• _Data records_
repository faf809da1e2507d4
pub mod app;
pub mod config;
pub mod database;
pub mod error;
pub mod middleware;
pub mod models;
pub mod queries;
pub mod routes;
pub mod services;
pub mod utils;

pub use app::AppState;
pub use config::AppConfig;
pub use error::{AppError, Result};
mod app_error;

pub use app_error::AppError;

pub type Result<T> = std::result::Result<T, AppError>;
use axum::{
    Router,
    extract::DefaultBodyLimit,
    http::{HeaderValue, Method},
};
use sqlx::PgPool;
use tower_http::cors::CorsLayer;

use crate::{
    config::{AppConfig, BraintreeConfig},
    database,
    error::Result,
    routes,
};

#[derive(Clone)]
pub struct AppState {
    pub db: PgPool,
    pub braintree: BraintreeConfig,
}

pub async fn build(config: &AppConfig) -> Result<Router> {
    let pool = database::create_pool(&config.database).await?;

    let state = AppState {
        db: pool,
        braintree: config.braintree.clone(),
    };

    let allowed_origins: Vec<HeaderValue> = config
        .cors
        .allowed_origins
        .iter()
        .map(|origin| {
            origin.parse::<HeaderValue>().map_err(|_| {
                crate::error::AppError::ConfigError(format!("Invalid CORS origin: {}", origin))
            })
        })
        .collect::<Result<Vec<_>>>()?;

    let cors = CorsLayer::new()
        .allow_methods([
            Method::GET,
            Method::POST,
            Method::PUT,
            Method::DELETE,
            Method::OPTIONS,
        ])
        .allow_headers([http::header::CONTENT_TYPE, http::header::AUTHORIZATION])
        .allow_origin(allowed_origins);

    let app = routes::create_router()
        .layer(DefaultBodyLimit::max(config.server.max_body_size))
        .layer(cors)
        .with_state(state);

    Ok(app)
}
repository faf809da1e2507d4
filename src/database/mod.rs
mod connection;

pub use connection::{check_health, create_pool};
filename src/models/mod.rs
mod category;
mod order;
mod product;
mod user;

pub use category::{AgeCategory, Category};
pub use order::{CartItem, Order, OrderLine, PaymentRequest, PaymentResponse};
pub use product::{
    FilterRequest, ImageUpload, ProductData, ProductForm, ProductImage, ProductSummary,
};
pub use user::{
    AuthResponse, LoginRequest, ProfileResponse, RegisterRequest, UpdateProfileRequest, User,
    UserRole,
};
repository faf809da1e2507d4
use sqlx::PgPool;

use crate::{
    error::Result,
    models::{AgeCategory, Category},
};

pub async fn get_all_categories(pool: &PgPool) -> Result<Vec<Category>> {
    let categories = sqlx::query_as::<_, Category>("SELECT * FROM categories ORDER BY name ASC")
        .fetch_all(pool)
        .await?;

    Ok(categories)
}

pub async fn get_all_age_categories(pool: &PgPool) -> Result<Vec<AgeCategory>> {
    let age_categories =
        sqlx::query_as::<_, AgeCategory>("SELECT * FROM age_categories ORDER BY name ASC")
            .fetch_all(pool)
            .await?;

    Ok(age_categories)
}

pub async fn category_exists(pool: &PgPool, id: i32) -> Result<bool> {
    let (exists,): (bool,) =
        sqlx::query_as("SELECT EXISTS(SELECT 1 FROM categories WHERE id = $1)")
            .bind(id)
            .fetch_one(pool)
            .await?;

    Ok(exists)
}

pub async fn age_category_exists(pool: &PgPool, id: i32) -> Result<bool> {
    let (exists,): (bool,) =
        sqlx::query_as("SELECT EXISTS(SELECT 1 FROM age_categories WHERE id = $1)")
            .bind(id)
            .fetch_one(pool)
            .await?;

    Ok(exists)
}
use crate::{
    error::{AppError, Result},
    utils::jwt::Claims,
};

pub fn extract_user_id(claims: &Claims) -> Result<i32> {
    claims
        .sub
        .parse::<i32>()
        .map_err(|_| AppError::Unauthorized("Unauthorized".to_string()))
}
pub mod braintree_service;
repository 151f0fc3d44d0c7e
//! Cache infrastructure - Mapping cache implementations

mod factory;
mod in_memory;
mod redis;

pub use factory::CacheFactory;
pub use in_memory::InMemoryMappingCache;
pub use redis::{RedisCacheConfig, RedisMappingCache};
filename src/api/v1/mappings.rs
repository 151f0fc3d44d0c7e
//! Mapping endpoint handler

use axum::extract::State;
use tracing::debug;

use crate::api::state::AppState;
use crate::api::types::{ApiError, Json};
use crate::domain::{LookupRequest, Resolution};

/// POST /v1/mapping
///
/// Body is a JSON array of lookups; the response holds one entry per output
/// slot, `null` where a lookup could not be resolved.
pub async fn resolve_mappings(
    State(state): State<AppState>,
    Json(batch): Json<Vec<LookupRequest>>,
) -> Result<Json<Vec<Resolution>>, ApiError> {
    debug!(batch_size = batch.len(), "Resolving mapping batch");

    let outcome = state.resolver.resolve(&batch).await?;

    Ok(Json(outcome.items))
}
//! Archive factory

use std::sync::Arc;

use tracing::{info, warn};

use crate::config::ArchiveSettings;
use crate::domain::archive::MappingArchive;
use crate::domain::DomainError;

use super::in_memory::InMemoryMappingArchive;
use super::postgres::{PostgresArchiveConfig, PostgresMappingArchive};

/// Factory for creating the mapping archive
#[derive(Debug)]
pub struct ArchiveFactory;

impl ArchiveFactory {
    /// Creates the configured archive, or `None` when archiving is disabled
    ///
    /// An enabled archive without a database URL falls back to memory.
    pub async fn create(
        settings: &ArchiveSettings,
    ) -> Result<Option<Arc<dyn MappingArchive>>, DomainError> {
        if !settings.enabled {
            info!("Mapping archive disabled");
            return Ok(None);
        }

        match settings.database_url.as_deref() {
            Some(url) => {
                let config = PostgresArchiveConfig::new(url)
                    .with_table(&settings.table)
                    .with_max_connections(settings.max_connections);

                let archive = PostgresMappingArchive::connect(&config).await?;
                info!(table = %settings.table, "Mapping archive backed by PostgreSQL");
                Ok(Some(Arc::new(archive)))
            }
            None => {
                warn!("Mapping archive enabled without database_url, using in-memory archive");
                Ok(Some(Arc::new(InMemoryMappingArchive::new())))
            }
        }
    }
}
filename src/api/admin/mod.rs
//! Admin API endpoints

pub mod cache;

use axum::{routing::get, Router};

use super::state::AppState;

/// Create admin API router
pub fn create_admin_router() -> Router<AppState> {
    Router::new()
        .route("/cache/keys", get(cache::list_keys).delete(cache::flush))
        .route(
            "/cache/keys/{key}",
            get(cache::get_key).delete(cache::delete_key),
        )
}
use thiserror::Error;

/// Core domain errors
#[derive(Debug, Error)]
pub enum DomainError {
    #[error("Configuration error: {message}")]
    Configuration { message: String },

    #[error("Malformed request: {message}")]
    MalformedRequest { message: String },

    #[error("Cache unavailable: {message}")]
    CacheUnavailable { message: String },

    #[error("Cache error: {message}")]
    Cache { message: String },

    #[error("Deserialization error for key '{key}': {message}")]
    Deserialization { key: String, message: String },

    #[error("Upstream error{}: {message}", status_suffix(.status))]
    Upstream {
        status: Option<u16>,
        message: String,
    },

    #[error("Not found: {message}")]
    NotFound { message: String },

    #[error("Storage error: {message}")]
    Storage { message: String },

    #[error("Internal error: {message}")]
    Internal { message: String },
}

fn status_suffix(status: &Option<u16>) -> String {
    status.map(|s| format!(" (HTTP {})", s)).unwrap_or_default()
}

impl DomainError {
    pub fn configuration(message: impl Into<String>) -> Self {
        Self::Configuration {
            message: message.into(),
        }
    }

    pub fn malformed_request(message: impl Into<String>) -> Self {
        Self::MalformedRequest {
            message: message.into(),
        }
    }

    pub fn cache_unavailable(message: impl Into<String>) -> Self {
        Self::CacheUnavailable {
            message: message.into(),
        }
    }

    pub fn cache(message: impl Into<String>) -> Self {
        Self::Cache {
            message: message.into(),
        }
    }

    pub fn deserialization(key: impl Into<String>, message: impl Into<String>) -> Self {
        Self::Deserialization {
            key: key.into(),
            message: message.into(),
        }
    }

    /// Upstream failure with the HTTP status the service answered with
    pub fn upstream_status(status: u16, message: impl Into<String>) -> Self {
        Self::Upstream {
            status: Some(status),
            message: message.into(),
        }
    }

    /// Upstream failure before any status was received (connect, timeout, body)
    pub fn upstream_transport(message: impl Into<String>) -> Self {
        Self::Upstream {
            status: None,
            message: message.into(),
        }
    }

    pub fn not_found(message: impl Into<String>) -> Self {
        Self::NotFound {
            message: message.into(),
        }
    }

    pub fn storage(message: impl Into<String>) -> Self {
        Self::Storage {
            message: message.into(),
        }
    }

    pub fn internal(message: impl Into<String>) -> Self {
        Self::Internal {
            message: message.into(),
        }
    }
}
//! Mapping archive trait

use async_trait::async_trait;

use crate::domain::DomainError;

use super::ArchivedMapping;

#[cfg(test)]
use mockall::automock;

/// Durable store of resolved mappings, kept for analytics
#[cfg_attr(test, automock)]
#[async_trait]
pub trait MappingArchive: Send + Sync {
    /// Writes a batch of records, returning how many were stored
    async fn store(&self, records: Vec<ArchivedMapping>) -> Result<usize, DomainError>;

    /// Lists the records archived for one lookup identifier
    async fn find_by_id(&self, id: &str) -> Result<Vec<ArchivedMapping>, DomainError>;
}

• _Goal of the exercise_
Begin with the first line of the records and finish with the line containing "let app = routes::create_router()". Reproduce those lines exactly, both ends included, and nothing else.

• _Solution for this task_
repository faf809da1e2507d4
pub mod app;
pub mod config;
pub mod database;
pub mod error;
pub mod middleware;
pub mod models;
pub mod queries;
pub mod routes;
pub mod services;
pub mod utils;

pub use app::AppState;
pub use config::AppConfig;
pub use error::{AppError, Result};
mod app_error;

pub use app_error::AppError;

pub type Result<T> = std::result::Result<T, AppError>;
use axum::{
    Router,
    extract::DefaultBodyLimit,
    http::{HeaderValue, Method},
};
use sqlx::PgPool;
use tower_http::cors::CorsLayer;

use crate::{
    config::{AppConfig, BraintreeConfig},
    database,
    error::Result,
    routes,
};

#[derive(Clone)]
pub struct AppState {
    pub db: PgPool,
    pub braintree: BraintreeConfig,
}

pub async fn build(config: &AppConfig) -> Result<Router> {
    let pool = database::create_pool(&config.database).await?;

    let state = AppState {
        db: pool,
        braintree: config.braintree.clone(),
    };

    let allowed_origins: Vec<HeaderValue> = config
        .cors
        .allowed_origins
        .iter()
        .map(|origin| {
            origin.parse::<HeaderValue>().map_err(|_| {
                crate::error::AppError::ConfigError(format!("Invalid CORS origin: {}", origin))
            })
        })
        .collect::<Result<Vec<_>>>()?;

    let cors = CorsLayer::new()
        .allow_methods([
            Method::GET,
            Method::POST,
            Method::PUT,
            Method::DELETE,
            Method::OPTIONS,
        ])
        .allow_headers([http::header::CONTENT_TYPE, http::header::AUTHORIZATION])
        .allow_origin(allowed_origins);

    let app = routes::create_router()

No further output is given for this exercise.